With the developing countries India and China taking the lead for recovery of global economy from sluggish performance, the investment in two countries have become vital in recent years and so in this context UK investment in India has global dimensions.UK FDI in India has shown dismal figures in last few years but the year 2010 looks to have moved ahead from previous shocks with UK looking to rebuild its investment in India.
The table clearly reveals that UK is trying to restore its pre-recession investment level in India. In first 11 months of thecalendar year 2010, the UK investment in India has increased to $659 million against $454 million recorded last year. The increase is encouraging as FDI in India in the corresponding period has declined by 26%. With the increase in investment, UK share in India bound FDI has gone up to 3.4% from 1.7% observed in 2009. The increase in investment level not only shows the recovery in UK economy but also brings in focus the emphasis of UK government to widen the business engagement with India. Clearly the companies missing the emerging markets like India will be at disadvantage.
The month wise data for UK investment in India shows that except February, September & October, UK investment in India this year have increased their share in India's total inbound FDI. This clearly shows that not only volume has grown but also number of investments has registered an impressive growth.
UK FDI profile in India matches with its FDI profile globally. The largest five sectors of UK FDI globally are financial services,mining including oil & gas, Transport and Communications, Chemicals, plastics and fuels, Retail/Wholesale trade. The UK investment in India is mostly in Food Products, Financial Services,Transport and Communications, Real Estate and Business Services in Retail/wholesale trade.The two sectors of the top 5 where UK did not account for significant investments into the Indian market are mining (including oil & gas) and chemicals.
The top 5 sectors where India receives FDI are Services (including financial and non-financial), Housing and Real Estate, Telecommunications, Construction activities, Computing - Software and Hardware. UK companies are generally present in most of the top 10 sectors that received FDI in India.
Among European nations, UK is clearly the largest investor in India. It is closely followed by Netherlands, Cyprus, Germany and France. However the presence of Cyprus in the top investors list is purely due to its preferential tax treaty with India. It should not be treated as the ultimate source of FDI.

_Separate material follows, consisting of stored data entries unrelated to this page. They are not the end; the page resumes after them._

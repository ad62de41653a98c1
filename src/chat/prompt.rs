// ABOUTME: Builds the ordered message list sent to the model for one chat turn
// ABOUTME: Per-language system directive, trailing history window, then the new user turn
//
// SPDX-License-Identifier: MIT OR Apache-2.0
// Copyright (c) 2025 ShantiSaathi Contributors

//! Prompt assembly.
//!
//! The system directive is rebuilt on every request because the language may
//! change between turns of the same conversation. History beyond the window
//! is dropped, oldest first, and never summarised.

use super::validator::ValidatedRequest;
use crate::constants::chat;
use crate::languages::Language;
use crate::llm::ChatMessage;

/// KIRAN national mental-health helpline (India)
pub const CRISIS_HELPLINE: &str = "KIRAN Mental Health Helpline (1800-599-0019)";

/// System directive for a conversation held in `language`
#[must_use]
pub fn system_prompt(language: &Language) -> String {
    let lang = language.full_name;
    format!(
        "You are ShantiSaathi, a compassionate mental-wellness companion.

LANGUAGE: Respond ONLY in {lang}. Even if the user writes in another language, your entire reply must be in {lang}.

FORMATTING:
- Use emojis naturally to convey warmth 😊
- Put a blank line between sentences so each thought stands on its own
- Keep paragraphs short, two or three sentences at most
- Be warm, gentle and culturally sensitive

APPROACH:
- Listen actively and validate the user's feelings
- Ask open-ended questions that help them reflect
- If the user seems to be in crisis or mentions self-harm, encourage them to contact the {CRISIS_HELPLINE}
- Never give medical advice, diagnoses or medication guidance"
    )
}

/// Assembles the turn list for the model
#[derive(Debug, Clone, Copy)]
pub struct PromptComposer {
    history_window: usize,
}

impl Default for PromptComposer {
    fn default() -> Self {
        Self::new(chat::HISTORY_WINDOW)
    }
}

impl PromptComposer {
    /// Composer forwarding at most `history_window` prior turns
    #[must_use]
    pub const fn new(history_window: usize) -> Self {
        Self { history_window }
    }

    /// System turn, trailing history window, new user turn
    #[must_use]
    pub fn compose(&self, request: &ValidatedRequest) -> Vec<ChatMessage> {
        let keep = request.history.len().min(self.history_window);
        let recent = &request.history[request.history.len() - keep..];

        let mut messages = Vec::with_capacity(keep + 2);
        messages.push(ChatMessage::system(system_prompt(request.language)));
        messages.extend_from_slice(recent);
        messages.push(ChatMessage::user(request.message.clone()));
        messages
    }
}

#[cfg(test)]
mod tests {
    use super::*;
    use crate::languages;
    use crate::llm::MessageRole;

    fn request(history_len: usize, language: &str) -> ValidatedRequest {
        ValidatedRequest {
            message: "I can't sleep".to_owned(),
            language: languages::resolve(Some(language)),
            history: (0..history_len)
                .map(|i| {
                    if i % 2 == 0 {
                        ChatMessage::user(format!("u{i}"))
                    } else {
                        ChatMessage::assistant(format!("a{i}"))
                    }
                })
                .collect(),
        }
    }

    #[test]
    fn test_long_history_keeps_most_recent_window_in_order() {
        let composed = PromptComposer::new(6).compose(&request(15, "en"));

        assert_eq!(composed.len(), 6 + 2);
        assert_eq!(composed[0].role, MessageRole::System);
        let kept: Vec<&str> = composed[1..7].iter().map(|m| m.content.as_str()).collect();
        assert_eq!(kept, vec!["a9", "u10", "a11", "u12", "a13", "u14"]);
        assert_eq!(composed[7], ChatMessage::user("I can't sleep"));
    }

    #[test]
    fn test_short_history_is_forwarded_whole() {
        let composed = PromptComposer::default().compose(&request(2, "en"));
        assert_eq!(composed.len(), 4);
        assert_eq!(composed[1].content, "u0");
        assert_eq!(composed[2].content, "a1");
    }

    #[test]
    fn test_system_prompt_names_language_and_helpline() {
        let composed = PromptComposer::default().compose(&request(0, "ta"));
        let system = &composed[0].content;
        assert!(system.contains("Respond ONLY in தமிழ் (Tamil)"));
        assert!(system.contains("1800-599-0019"));
        assert!(system.contains("Never give medical advice"));
    }

    #[test]
    fn test_system_prompt_follows_language_per_request() {
        let composer = PromptComposer::default();
        let hindi = composer.compose(&request(0, "hi"));
        let english = composer.compose(&request(0, "unknown"));
        assert!(hindi[0].content.contains("हिंदी (Hindi)"));
        assert!(english[0].content.contains("Respond ONLY in English"));
    }
}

Given the history of UK and India it is very much the expected case that Britain will command such a position amongst all other European nations. However UK's position as the top investor into India is coming under threat. In the last financial year 2009-10 it dropped to the 9th largest investor into India, ahead of France but behind Germany. Given India's current appetite for infrastructure investments, both France and Germany stand to gain fair amount. German companies are vying for major construction contracts and companies in France are already lining up to develop and maintain a number of nuclear power plants in India.
In cumulative terms, UK has thus far invested USD 6.3 bnin the time period Apr 2000 - Nov 2010 accounting for about 5% of India's total FDI received in this period. Mauritius accounts for 42% of foreign investments into India. Clearly a number of UK investments could also be flowing through Mauritius into India but that is fairly difficult to ascertain.
The only nearest competitor for UK from Europe that invests into India is Netherlands. There are certain cases where Netherlands has also been used for tax efficient investment transits but for most part a number of industrial investments have originated from that nation. Other bigger European economies such as Germany, France and Italy have still some catching up to do with the UK.
So while winds of changes are blowing in the world with India becoming one of the hubs for global investments, UK looks forward to rebuild the momentum after a sluggish performance during the crisis years.It is especially heartening as India has struggled to keep the pace of FDI in 2010. Despite the investments gaining the forefront the level of investment is still much below the actual potential and so any complacency cannot be justified. Clearly the two countries need to facilitate the bilateral investment to increase the gain from global integration.